Exploring the role of different morphologies of β-Ni(OH)2 for electrocatalytic urea oxidation and the effects of electrochemically active surface area

Ni(OH)2, as a multifunctional material, has found its applications in a great number of research areas. In particular, it is an efficient catalyst for urea oxidation reaction (UOR), which is an important alternative to oxygen evolution reaction in electrocatalytic water splitting. This work investigates the effect of materials morphology on the electrocatalytic UOR performance of & beta;-Ni(OH)2, as well as the importance of characterising the catalysts' surface by electrochemical active surface area.

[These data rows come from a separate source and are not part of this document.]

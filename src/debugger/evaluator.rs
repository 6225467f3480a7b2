use std::fmt;

use serde::{Deserialize, Serialize};
use tracing::debug;

use crate::executor::{Bindings, ExecError, Interpreter, NullTracer, OutputBuffer, Scope};
use crate::parser::{dedent, parse_expression, parse_program};

#[derive(Debug, Clone, Copy, PartialEq, Eq, Serialize, Deserialize)]
#[serde(rename_all = "lowercase")]
pub enum EvaluationKind {
    Expression,
    Statement,
    Error,
}

#[derive(Debug, Clone, Copy, PartialEq, Eq, Serialize, Deserialize)]
#[serde(rename_all = "lowercase")]
pub enum ChangeKind {
    New,
    Modified,
}

#[derive(Debug, Clone, Copy, PartialEq, Eq, Serialize, Deserialize)]
#[serde(rename_all = "lowercase")]
pub enum BindingScope {
    Local,
    Global,
}

/// A binding the evaluated code created or changed in its scope copy.
#[derive(Debug, Clone, PartialEq, Eq, Serialize, Deserialize)]
pub struct SideEffect {
    pub name: String,
    pub change: ChangeKind,
    pub scope: BindingScope,
}

impl fmt::Display for SideEffect {
    fn fmt(&self, f: &mut fmt::Formatter<'_>) -> fmt::Result {
        let change = match self.change {
            ChangeKind::New => "New",
            ChangeKind::Modified => "Modified",
        };
        let scope = match self.scope {
            BindingScope::Local => "local",
            BindingScope::Global => "global",
        };
        write!(f, "{change} {scope} variable: {}", self.name)
    }
}

/// Result of an ad-hoc evaluation. Failures are reported here, never as `Err`.
#[derive(Debug, Clone, PartialEq, Serialize, Deserialize)]
pub struct Evaluation {
    pub kind: EvaluationKind,
    pub result: Option<String>,
    pub error: Option<String>,
    pub output: String,
    pub side_effects: Vec<SideEffect>,
}

impl Evaluation {
    fn failed(error: impl fmt::Display, output: &OutputBuffer) -> Self {
        Self {
            kind: EvaluationKind::Error,
            result: None,
            error: Some(error.to_string()),
            output: output.contents(),
            side_effects: Vec::new(),
        }
    }

    pub fn notes(&self) -> Vec<String> {
        self.side_effects.iter().map(ToString::to_string).collect()
    }
}

/// Runs expressions and statements against an isolated copy of a scope.
#[derive(Debug, Clone, Copy)]
pub struct Evaluator {
    max_call_depth: usize,
}

impl Default for Evaluator {
    fn default() -> Self {
        Self::new(200)
    }
}

impl Evaluator {
    pub fn new(max_call_depth: usize) -> Self {
        Self { max_call_depth }
    }

    /// Evaluate `text` as one expression, or as statements when it does not
    /// parse as an expression. `scope` itself is never touched.
    pub fn evaluate(&self, text: &str, scope: &Scope) -> Evaluation {
        let text = dedent(text);
        let output = OutputBuffer::new();
        let mut tracer = NullTracer;
        let mut interpreter =
            Interpreter::with_scope(scope.clone(), &mut tracer, &output, self.max_call_depth);

        let (kind, result) = match parse_expression(&text) {
            Ok(expr) => match interpreter.eval_expression(&expr) {
                Ok(value) => (EvaluationKind::Expression, Some(value.repr())),
                Err(err) => return Evaluation::failed(describe(err), &output),
            },
            Err(_) => {
                let program = match parse_program(&text) {
                    Ok(program) => program,
                    Err(err) => return Evaluation::failed(err, &output),
                };
                if let Err(err) = interpreter.exec_statements(&program.statements) {
                    return Evaluation::failed(describe(err), &output);
                }
                (EvaluationKind::Statement, None)
            }
        };

        let after = interpreter.into_scope();
        let mut side_effects = diff(&scope.locals, &after.locals, BindingScope::Local);
        side_effects.extend(diff(&scope.globals, &after.globals, BindingScope::Global));
        debug!(?kind, side_effects = side_effects.len(), "evaluated");

        Evaluation {
            kind,
            result,
            error: None,
            output: output.contents(),
            side_effects,
        }
    }

    /// Truthiness of a breakpoint condition, or the reason it could not be
    /// evaluated.
    pub fn condition(&self, text: &str, scope: &Scope) -> Result<bool, String> {
        let expr = parse_expression(text.trim()).map_err(|err| err.to_string())?;
        let output = OutputBuffer::new();
        let mut tracer = NullTracer;
        let mut interpreter =
            Interpreter::with_scope(scope.clone(), &mut tracer, &output, self.max_call_depth);
        interpreter
            .eval_expression(&expr)
            .map(|value| value.is_truthy())
            .map_err(describe)
    }
}

fn describe(err: ExecError) -> String {
    match err {
        ExecError::Runtime(err) => err.to_string(),
        ExecError::Terminated => "evaluation interrupted".to_string(),
    }
}

fn diff(before: &Bindings, after: &Bindings, scope: BindingScope) -> Vec<SideEffect> {
    after
        .iter()
        .filter_map(|(name, value)| {
            let change = match before.get(name) {
                None => ChangeKind::New,
                Some(old) if old != value => ChangeKind::Modified,
                Some(_) => return None,
            };
            Some(SideEffect {
                name: name.clone(),
                change,
                scope,
            })
        })
        .collect()
}

#[cfg(test)]
mod tests {
    use super::*;
    use crate::executor::Value;

    fn scope() -> Scope {
        let mut scope = Scope::default();
        scope.locals.insert("x".into(), Value::Int(5));
        scope.globals.insert("limit".into(), Value::Int(10));
        scope
    }

    #[test]
    fn expressions_return_their_repr() {
        let evaluation = Evaluator::default().evaluate("x * 2 + limit", &scope());
        assert_eq!(evaluation.kind, EvaluationKind::Expression);
        assert_eq!(evaluation.result.as_deref(), Some("20"));
        assert!(evaluation.side_effects.is_empty());
    }

    #[test]
    fn statements_report_modified_locals() {
        let original = scope();
        let evaluation = Evaluator::default().evaluate("x = x + 1", &original);
        assert_eq!(evaluation.kind, EvaluationKind::Statement);
        assert_eq!(evaluation.result, None);
        assert_eq!(evaluation.notes(), ["Modified local variable: x"]);
        assert_eq!(original.locals.get("x"), Some(&Value::Int(5)));
    }

    #[test]
    fn new_and_global_bindings_are_classified() {
        let evaluation =
            Evaluator::default().evaluate("global limit\nlimit = 1\nfresh = [1]", &scope());
        assert_eq!(
            evaluation.notes(),
            ["New local variable: fresh", "Modified global variable: limit"]
        );
    }

    #[test]
    fn output_is_captured_up_to_the_failure() {
        let evaluation = Evaluator::default().evaluate("print('hi')\nx / 0", &scope());
        assert_eq!(evaluation.kind, EvaluationKind::Error);
        assert_eq!(evaluation.output, "hi\n");
        assert_eq!(
            evaluation.error.as_deref(),
            Some("ZeroDivisionError: division by zero")
        );
    }

    #[test]
    fn indented_snippets_are_dedented() {
        let evaluation = Evaluator::default().evaluate("    y = x\n    print(y)\n", &scope());
        assert_eq!(evaluation.kind, EvaluationKind::Statement);
        assert_eq!(evaluation.output, "5\n");
    }

    #[test]
    fn syntax_errors_are_values() {
        let evaluation = Evaluator::default().evaluate("x = = 1", &scope());
        assert_eq!(evaluation.kind, EvaluationKind::Error);
        assert!(evaluation
            .error
            .as_deref()
            .is_some_and(|e| e.starts_with("SyntaxError")));
    }

    #[test]
    fn deeply_nested_input_is_an_error_value() {
        let deep = format!("{}1{}", "(".repeat(5_000), ")".repeat(5_000));
        let evaluation = Evaluator::default().evaluate(&deep, &scope());
        assert_eq!(evaluation.kind, EvaluationKind::Error);
        assert!(Evaluator::default().condition(&deep, &scope()).is_err());
    }

    #[test]
    fn mixed_unicode_indentation_is_not_split() {
        let evaluation = Evaluator::default().evaluate("\u{a0}\u{a0}x = 1\n y = 2", &scope());
        assert_eq!(evaluation.kind, EvaluationKind::Statement);
        assert_eq!(
            evaluation.notes(),
            ["Modified local variable: x", "New local variable: y"]
        );
    }

    #[test]
    fn conditions_report_failures() {
        let evaluator = Evaluator::default();
        assert_eq!(evaluator.condition("x == 5", &scope()), Ok(true));
        assert_eq!(evaluator.condition("x < 0", &scope()), Ok(false));
        assert!(evaluator.condition("nope", &scope()).is_err());
    }
}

Three different morphologies (nanoflowers, nanocubes, and nanosheets) were prepared via a simple hydrothermal approach. The morphology and structure of the as-prepared samples were carefully examined by scanning electron microscopy, transmission electron microscopy, and powder X-ray diffraction. The UOR performance of & beta;-Ni(OH)2 was evaluated by means of cyclic voltammetry, linear sweep voltammetry, Tafel analysis, and electrochemical surface area. Nanosheet Ni(OH)2 electrocatalyst exhibits higher current density responses (28.3 mA cm-2 ECSA at 1.6 V vs. RHE) and a lower slope in the Tafel plot (72.6 mV dec-1). Consequently, due to the exposure of more active sites to the reactants, the Ni (OH)2 electrode with nanosheet morphology displayed higher electrocatalytic performance during UOR compared to the nanoflower and nanocube samples.